Top of Material shown
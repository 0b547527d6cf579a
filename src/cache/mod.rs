//! Cache module for storing API responses
//!
//! This module provides a two-layer cache: an in-memory map in front of a
//! durable key-value store. Entries are stamped when written and treated as
//! absent once older than the configured TTL.

mod manager;
mod store;

pub use manager::{CacheEntry, CacheManager, Clock, SystemClock};
pub use store::{FileStore, KeyValueStore, MemoryStore, StoreError};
Bottom of Material shown
**Your instructions:**
Please retype the entries above in full, exactly as they stand.

**Answer box:**
repository 0b547527d6cf579a
filename src/cache/mod.rs
//! Cache module for storing API responses
//!
//! This module provides a two-layer cache: an in-memory map in front of a
//! durable key-value store. Entries are stamped when written and treated as
//! absent once older than the configured TTL.

mod manager;
mod store;

pub use manager::{CacheEntry, CacheManager, Clock, SystemClock};
pub use store::{FileStore, KeyValueStore, MemoryStore, StoreError};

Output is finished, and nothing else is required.